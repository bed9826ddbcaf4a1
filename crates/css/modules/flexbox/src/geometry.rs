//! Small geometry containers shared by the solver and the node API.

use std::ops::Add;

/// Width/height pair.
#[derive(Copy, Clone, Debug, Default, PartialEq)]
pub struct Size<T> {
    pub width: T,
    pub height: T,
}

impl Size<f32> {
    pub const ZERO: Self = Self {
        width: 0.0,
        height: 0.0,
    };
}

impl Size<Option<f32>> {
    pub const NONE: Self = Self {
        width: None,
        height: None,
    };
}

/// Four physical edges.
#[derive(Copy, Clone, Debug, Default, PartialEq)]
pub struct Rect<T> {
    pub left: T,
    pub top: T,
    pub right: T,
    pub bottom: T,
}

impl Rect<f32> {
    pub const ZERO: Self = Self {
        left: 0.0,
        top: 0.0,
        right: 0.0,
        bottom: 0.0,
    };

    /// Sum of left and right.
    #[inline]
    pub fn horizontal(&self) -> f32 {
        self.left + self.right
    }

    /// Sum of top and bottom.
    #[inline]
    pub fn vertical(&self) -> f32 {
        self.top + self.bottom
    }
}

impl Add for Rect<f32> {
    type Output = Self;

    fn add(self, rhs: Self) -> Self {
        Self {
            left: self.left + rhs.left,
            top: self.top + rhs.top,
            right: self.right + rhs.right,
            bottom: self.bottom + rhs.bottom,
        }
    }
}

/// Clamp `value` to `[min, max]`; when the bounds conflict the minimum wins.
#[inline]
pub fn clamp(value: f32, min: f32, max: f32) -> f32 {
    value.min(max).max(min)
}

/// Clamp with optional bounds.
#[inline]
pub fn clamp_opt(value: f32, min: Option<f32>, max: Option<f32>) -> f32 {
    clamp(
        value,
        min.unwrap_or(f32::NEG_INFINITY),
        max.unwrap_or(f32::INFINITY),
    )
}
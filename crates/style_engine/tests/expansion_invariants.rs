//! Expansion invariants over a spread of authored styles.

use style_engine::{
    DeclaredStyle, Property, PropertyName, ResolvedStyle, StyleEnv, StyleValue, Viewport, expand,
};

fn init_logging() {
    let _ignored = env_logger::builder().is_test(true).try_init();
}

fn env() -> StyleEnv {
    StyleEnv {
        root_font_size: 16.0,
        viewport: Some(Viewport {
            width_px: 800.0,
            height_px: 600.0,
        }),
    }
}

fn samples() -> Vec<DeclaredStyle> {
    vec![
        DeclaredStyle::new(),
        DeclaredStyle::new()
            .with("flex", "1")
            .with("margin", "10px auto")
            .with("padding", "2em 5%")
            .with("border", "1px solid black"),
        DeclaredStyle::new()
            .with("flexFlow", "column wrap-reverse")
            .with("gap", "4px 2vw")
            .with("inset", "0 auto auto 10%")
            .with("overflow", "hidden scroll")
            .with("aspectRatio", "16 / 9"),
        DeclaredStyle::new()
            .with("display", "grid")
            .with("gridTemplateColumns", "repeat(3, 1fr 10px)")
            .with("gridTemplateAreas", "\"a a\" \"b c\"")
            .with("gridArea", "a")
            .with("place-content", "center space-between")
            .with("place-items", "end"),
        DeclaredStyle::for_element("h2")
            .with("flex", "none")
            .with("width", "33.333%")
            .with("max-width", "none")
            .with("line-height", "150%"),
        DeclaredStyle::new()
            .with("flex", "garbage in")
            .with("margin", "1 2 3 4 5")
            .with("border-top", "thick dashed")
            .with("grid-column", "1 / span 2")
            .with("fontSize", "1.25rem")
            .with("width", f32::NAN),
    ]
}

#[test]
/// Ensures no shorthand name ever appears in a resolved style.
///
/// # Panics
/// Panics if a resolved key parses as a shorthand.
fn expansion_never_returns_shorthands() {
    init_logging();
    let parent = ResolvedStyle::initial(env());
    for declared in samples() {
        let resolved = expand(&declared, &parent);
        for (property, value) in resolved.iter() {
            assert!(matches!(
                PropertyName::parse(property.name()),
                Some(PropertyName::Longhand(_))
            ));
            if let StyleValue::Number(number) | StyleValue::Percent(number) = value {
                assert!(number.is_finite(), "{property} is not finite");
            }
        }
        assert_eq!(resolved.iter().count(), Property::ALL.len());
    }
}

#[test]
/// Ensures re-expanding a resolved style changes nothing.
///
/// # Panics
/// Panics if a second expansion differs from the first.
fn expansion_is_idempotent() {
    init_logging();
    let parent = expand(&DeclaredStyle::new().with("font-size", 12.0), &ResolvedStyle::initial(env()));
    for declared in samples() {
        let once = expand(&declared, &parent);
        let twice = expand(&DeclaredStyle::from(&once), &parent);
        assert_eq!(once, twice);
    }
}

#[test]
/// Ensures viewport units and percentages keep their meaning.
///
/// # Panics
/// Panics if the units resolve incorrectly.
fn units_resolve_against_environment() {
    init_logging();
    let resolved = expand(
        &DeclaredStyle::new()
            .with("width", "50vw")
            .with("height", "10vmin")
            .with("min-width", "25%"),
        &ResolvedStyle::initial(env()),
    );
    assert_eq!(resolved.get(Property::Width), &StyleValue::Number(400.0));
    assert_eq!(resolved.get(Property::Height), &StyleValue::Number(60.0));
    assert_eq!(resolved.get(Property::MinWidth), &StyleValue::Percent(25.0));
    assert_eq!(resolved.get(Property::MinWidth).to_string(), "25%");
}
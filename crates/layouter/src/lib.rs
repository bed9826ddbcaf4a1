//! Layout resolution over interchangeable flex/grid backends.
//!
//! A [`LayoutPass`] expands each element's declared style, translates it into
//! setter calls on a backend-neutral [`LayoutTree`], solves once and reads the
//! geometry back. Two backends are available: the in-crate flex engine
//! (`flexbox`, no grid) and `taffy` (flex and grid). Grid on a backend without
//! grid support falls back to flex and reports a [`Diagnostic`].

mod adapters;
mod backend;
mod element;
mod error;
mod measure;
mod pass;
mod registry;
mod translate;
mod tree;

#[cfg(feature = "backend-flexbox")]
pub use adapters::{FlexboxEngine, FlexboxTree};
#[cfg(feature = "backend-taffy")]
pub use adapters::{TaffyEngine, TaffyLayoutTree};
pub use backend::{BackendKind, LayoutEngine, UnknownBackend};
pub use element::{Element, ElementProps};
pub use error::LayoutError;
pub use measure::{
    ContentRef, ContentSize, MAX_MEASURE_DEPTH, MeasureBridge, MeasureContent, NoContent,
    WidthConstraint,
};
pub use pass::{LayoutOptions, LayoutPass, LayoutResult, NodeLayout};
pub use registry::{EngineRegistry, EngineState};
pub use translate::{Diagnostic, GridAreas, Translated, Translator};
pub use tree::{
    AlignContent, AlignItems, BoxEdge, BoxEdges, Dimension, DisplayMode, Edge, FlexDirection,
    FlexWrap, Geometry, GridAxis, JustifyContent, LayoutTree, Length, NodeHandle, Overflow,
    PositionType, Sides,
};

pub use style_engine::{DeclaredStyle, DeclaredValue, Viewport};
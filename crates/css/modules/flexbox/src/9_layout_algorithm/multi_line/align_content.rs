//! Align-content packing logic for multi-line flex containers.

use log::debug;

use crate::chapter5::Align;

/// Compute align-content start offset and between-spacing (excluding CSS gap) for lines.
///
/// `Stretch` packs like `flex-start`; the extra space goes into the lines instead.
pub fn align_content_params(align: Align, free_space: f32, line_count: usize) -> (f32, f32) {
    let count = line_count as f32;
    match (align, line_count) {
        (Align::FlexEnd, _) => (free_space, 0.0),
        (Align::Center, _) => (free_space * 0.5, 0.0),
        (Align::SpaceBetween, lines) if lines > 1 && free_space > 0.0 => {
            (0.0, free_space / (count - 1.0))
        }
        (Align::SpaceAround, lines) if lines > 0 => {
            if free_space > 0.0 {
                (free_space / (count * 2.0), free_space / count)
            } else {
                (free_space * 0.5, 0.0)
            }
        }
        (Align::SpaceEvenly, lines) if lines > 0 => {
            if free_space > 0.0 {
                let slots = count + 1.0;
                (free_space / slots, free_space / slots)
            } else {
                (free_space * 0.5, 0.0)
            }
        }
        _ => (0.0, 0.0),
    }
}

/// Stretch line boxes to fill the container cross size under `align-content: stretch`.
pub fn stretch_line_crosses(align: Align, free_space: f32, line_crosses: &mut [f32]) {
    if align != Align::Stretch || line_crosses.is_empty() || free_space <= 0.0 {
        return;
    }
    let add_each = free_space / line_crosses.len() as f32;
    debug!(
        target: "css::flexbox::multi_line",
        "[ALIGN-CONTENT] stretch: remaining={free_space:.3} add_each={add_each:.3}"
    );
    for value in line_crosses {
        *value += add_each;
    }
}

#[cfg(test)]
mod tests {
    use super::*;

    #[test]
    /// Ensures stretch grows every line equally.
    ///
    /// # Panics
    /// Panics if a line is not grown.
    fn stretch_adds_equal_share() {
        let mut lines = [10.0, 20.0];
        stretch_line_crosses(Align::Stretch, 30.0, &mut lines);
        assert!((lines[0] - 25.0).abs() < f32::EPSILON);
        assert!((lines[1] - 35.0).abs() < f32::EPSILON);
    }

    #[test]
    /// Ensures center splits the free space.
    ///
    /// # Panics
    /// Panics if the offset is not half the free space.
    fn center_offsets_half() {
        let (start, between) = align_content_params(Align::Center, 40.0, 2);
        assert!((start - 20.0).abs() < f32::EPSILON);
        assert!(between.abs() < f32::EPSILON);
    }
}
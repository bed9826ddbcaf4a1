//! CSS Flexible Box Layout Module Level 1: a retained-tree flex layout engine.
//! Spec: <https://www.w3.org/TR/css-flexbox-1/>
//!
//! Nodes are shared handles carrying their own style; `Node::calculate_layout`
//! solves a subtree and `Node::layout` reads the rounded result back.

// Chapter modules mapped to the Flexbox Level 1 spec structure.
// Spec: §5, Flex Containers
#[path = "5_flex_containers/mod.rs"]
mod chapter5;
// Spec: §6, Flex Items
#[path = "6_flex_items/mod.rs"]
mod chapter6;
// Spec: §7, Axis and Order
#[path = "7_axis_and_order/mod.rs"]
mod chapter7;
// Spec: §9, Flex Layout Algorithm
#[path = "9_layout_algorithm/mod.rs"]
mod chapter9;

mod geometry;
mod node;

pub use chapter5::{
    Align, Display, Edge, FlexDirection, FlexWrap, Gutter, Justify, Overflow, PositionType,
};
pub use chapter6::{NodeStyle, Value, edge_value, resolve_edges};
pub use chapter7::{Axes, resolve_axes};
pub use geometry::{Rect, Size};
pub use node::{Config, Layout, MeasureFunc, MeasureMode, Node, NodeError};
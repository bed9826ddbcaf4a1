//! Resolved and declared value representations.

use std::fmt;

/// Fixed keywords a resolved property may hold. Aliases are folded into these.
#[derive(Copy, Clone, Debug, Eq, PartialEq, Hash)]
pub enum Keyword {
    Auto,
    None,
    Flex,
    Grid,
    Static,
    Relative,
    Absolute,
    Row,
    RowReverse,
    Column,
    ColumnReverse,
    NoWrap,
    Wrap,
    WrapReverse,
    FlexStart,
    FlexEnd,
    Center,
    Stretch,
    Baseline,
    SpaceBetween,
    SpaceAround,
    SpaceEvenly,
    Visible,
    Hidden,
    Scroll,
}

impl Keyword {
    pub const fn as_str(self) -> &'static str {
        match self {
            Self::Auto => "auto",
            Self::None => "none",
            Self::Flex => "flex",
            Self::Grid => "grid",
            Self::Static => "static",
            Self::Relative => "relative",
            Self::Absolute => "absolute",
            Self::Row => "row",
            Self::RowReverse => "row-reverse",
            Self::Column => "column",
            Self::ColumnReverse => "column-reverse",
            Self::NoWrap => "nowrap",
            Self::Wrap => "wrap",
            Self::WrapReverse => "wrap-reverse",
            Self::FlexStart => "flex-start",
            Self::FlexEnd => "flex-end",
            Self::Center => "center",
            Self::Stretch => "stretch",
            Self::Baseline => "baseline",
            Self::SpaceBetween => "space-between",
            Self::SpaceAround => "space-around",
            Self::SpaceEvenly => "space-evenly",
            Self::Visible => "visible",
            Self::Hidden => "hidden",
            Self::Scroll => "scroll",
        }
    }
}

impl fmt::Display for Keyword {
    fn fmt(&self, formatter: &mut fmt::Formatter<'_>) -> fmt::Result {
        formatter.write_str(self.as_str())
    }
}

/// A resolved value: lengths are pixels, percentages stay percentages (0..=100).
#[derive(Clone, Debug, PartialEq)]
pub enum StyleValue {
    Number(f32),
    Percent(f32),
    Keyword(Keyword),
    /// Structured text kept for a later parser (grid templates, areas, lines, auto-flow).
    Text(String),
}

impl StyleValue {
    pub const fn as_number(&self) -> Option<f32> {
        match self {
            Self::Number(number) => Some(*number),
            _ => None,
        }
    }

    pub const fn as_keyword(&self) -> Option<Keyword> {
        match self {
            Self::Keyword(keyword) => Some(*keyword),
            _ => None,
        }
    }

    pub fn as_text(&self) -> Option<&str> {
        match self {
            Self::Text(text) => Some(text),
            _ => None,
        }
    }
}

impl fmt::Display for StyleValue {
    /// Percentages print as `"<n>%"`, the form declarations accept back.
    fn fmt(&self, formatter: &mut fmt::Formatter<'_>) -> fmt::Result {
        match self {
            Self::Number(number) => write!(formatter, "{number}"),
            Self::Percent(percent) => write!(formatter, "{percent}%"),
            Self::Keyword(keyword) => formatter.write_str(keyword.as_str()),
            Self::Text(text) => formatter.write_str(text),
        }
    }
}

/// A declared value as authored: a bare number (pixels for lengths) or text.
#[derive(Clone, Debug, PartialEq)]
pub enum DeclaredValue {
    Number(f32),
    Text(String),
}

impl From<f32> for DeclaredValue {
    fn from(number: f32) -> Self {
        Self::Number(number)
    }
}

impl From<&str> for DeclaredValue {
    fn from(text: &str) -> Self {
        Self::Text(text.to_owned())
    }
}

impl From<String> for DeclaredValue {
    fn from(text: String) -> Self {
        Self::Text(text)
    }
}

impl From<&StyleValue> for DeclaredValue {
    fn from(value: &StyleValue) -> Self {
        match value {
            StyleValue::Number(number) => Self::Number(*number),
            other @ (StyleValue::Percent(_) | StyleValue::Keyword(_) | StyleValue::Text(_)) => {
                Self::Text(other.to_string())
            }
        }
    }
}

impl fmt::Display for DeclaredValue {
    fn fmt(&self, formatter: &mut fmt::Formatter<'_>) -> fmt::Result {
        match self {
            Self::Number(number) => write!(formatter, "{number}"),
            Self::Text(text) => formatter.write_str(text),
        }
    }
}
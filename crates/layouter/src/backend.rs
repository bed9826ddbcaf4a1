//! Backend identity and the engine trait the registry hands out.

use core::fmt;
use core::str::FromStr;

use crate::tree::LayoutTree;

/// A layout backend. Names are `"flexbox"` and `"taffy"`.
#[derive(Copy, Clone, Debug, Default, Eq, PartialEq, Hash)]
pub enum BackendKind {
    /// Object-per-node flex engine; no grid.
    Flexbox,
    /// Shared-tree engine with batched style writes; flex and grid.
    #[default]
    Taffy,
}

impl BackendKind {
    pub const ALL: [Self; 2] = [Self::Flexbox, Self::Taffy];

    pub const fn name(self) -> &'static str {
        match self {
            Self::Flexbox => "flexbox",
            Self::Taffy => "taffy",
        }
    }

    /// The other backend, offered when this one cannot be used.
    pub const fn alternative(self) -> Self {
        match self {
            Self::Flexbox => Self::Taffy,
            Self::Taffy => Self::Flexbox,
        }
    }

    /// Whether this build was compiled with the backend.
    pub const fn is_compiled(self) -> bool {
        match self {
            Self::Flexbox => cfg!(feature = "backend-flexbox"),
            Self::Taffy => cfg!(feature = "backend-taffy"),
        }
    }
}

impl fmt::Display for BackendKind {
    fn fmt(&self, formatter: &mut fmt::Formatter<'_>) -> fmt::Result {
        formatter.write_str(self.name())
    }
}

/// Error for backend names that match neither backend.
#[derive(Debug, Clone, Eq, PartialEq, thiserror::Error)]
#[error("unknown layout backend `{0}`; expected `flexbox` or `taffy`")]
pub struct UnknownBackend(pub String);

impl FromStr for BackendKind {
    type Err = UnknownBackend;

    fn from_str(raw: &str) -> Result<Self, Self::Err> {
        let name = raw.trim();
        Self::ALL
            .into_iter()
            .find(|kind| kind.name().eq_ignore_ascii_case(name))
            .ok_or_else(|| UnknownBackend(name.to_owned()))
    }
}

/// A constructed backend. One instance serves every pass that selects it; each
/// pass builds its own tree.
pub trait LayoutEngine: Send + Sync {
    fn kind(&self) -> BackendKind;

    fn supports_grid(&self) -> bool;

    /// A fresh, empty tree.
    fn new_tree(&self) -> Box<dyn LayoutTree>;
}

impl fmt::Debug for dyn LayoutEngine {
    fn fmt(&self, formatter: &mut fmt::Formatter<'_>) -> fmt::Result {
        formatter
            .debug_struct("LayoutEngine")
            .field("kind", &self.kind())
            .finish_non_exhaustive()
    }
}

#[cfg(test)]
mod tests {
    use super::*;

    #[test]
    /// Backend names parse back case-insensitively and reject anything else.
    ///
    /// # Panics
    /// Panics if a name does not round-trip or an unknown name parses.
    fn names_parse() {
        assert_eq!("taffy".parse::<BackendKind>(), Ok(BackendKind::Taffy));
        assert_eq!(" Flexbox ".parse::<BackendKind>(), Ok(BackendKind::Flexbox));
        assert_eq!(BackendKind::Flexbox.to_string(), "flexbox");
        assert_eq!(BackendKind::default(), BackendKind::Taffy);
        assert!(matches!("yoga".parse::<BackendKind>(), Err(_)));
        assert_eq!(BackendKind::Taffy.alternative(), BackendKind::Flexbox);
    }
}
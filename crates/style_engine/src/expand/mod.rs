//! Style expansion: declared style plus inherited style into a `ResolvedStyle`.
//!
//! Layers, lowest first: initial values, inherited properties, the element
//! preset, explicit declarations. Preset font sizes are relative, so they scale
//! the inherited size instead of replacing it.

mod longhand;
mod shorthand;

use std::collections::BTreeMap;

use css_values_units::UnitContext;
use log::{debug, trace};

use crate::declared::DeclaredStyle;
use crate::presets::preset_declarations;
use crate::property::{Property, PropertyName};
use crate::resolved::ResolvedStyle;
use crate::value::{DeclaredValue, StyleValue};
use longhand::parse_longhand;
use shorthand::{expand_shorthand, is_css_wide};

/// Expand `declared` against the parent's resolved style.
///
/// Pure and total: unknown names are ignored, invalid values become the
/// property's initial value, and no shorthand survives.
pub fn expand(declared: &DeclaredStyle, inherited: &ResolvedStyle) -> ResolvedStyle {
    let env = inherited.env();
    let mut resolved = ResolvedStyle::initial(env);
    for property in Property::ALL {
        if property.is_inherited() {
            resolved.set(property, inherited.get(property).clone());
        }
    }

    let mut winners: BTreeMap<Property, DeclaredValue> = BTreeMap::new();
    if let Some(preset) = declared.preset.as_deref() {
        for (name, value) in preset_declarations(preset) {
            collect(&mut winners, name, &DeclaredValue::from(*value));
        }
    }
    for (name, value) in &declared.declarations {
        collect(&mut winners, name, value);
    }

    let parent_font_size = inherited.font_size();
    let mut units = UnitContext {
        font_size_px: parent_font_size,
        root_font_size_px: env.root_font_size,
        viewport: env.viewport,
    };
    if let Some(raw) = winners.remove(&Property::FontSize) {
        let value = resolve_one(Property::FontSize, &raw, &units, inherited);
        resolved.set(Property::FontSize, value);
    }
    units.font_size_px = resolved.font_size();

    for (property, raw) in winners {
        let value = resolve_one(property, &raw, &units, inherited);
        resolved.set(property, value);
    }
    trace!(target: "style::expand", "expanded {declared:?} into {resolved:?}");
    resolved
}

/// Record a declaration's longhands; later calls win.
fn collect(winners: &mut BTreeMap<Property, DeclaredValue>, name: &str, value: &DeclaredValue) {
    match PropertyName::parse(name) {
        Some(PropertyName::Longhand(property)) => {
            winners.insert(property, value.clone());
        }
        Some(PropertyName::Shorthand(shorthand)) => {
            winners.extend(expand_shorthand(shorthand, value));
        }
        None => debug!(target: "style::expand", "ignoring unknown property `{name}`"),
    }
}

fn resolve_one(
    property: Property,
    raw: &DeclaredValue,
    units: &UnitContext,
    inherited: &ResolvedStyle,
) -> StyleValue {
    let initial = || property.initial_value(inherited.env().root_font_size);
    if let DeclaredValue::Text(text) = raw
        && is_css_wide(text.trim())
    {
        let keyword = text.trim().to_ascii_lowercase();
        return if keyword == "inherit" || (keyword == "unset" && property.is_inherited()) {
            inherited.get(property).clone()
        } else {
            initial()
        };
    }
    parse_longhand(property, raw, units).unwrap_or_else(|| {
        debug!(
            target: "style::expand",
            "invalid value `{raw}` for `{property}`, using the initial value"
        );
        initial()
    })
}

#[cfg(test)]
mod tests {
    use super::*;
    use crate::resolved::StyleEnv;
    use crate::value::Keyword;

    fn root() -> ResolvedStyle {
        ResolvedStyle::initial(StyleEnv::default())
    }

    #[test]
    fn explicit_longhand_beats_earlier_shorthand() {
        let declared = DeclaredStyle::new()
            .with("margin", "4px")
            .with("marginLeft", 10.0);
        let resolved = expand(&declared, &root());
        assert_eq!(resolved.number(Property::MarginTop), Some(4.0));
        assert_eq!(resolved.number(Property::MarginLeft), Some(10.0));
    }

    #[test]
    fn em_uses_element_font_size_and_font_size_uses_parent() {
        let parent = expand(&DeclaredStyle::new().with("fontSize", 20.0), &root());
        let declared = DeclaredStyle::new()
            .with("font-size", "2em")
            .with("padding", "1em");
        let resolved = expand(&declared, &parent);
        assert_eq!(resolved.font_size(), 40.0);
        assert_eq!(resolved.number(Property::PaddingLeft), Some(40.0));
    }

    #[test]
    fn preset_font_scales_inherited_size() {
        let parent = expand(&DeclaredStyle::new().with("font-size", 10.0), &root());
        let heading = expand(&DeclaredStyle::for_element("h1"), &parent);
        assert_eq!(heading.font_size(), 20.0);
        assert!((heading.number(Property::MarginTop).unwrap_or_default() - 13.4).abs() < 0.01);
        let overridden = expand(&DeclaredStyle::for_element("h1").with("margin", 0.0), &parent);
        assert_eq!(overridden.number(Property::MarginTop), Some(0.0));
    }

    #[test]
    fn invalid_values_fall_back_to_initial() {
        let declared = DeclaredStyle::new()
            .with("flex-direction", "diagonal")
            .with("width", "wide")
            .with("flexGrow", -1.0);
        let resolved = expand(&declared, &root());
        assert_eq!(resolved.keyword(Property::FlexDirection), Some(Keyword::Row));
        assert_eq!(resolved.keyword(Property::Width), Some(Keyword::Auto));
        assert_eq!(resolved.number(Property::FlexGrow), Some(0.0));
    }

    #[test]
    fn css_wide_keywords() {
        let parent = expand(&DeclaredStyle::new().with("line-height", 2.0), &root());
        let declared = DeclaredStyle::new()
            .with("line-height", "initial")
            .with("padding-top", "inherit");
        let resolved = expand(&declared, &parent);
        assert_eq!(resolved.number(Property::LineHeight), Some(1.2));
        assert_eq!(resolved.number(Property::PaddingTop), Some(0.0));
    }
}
______________________________
*WHAT IS EXPECTED*: Every line above that holds "PartialEq" should be copied out.

*WRITTEN SOLUTION*:
#[derive(Copy, Clone, Debug, Default, PartialEq)]
#[derive(Copy, Clone, Debug, Default, PartialEq)]
#[derive(Copy, Clone, Debug, Eq, PartialEq, Hash)]
#[derive(Clone, Debug, PartialEq)]
#[derive(Clone, Debug, PartialEq)]
#[derive(Copy, Clone, Debug, Default, Eq, PartialEq, Hash)]
#[derive(Debug, Clone, Eq, PartialEq, thiserror::Error)]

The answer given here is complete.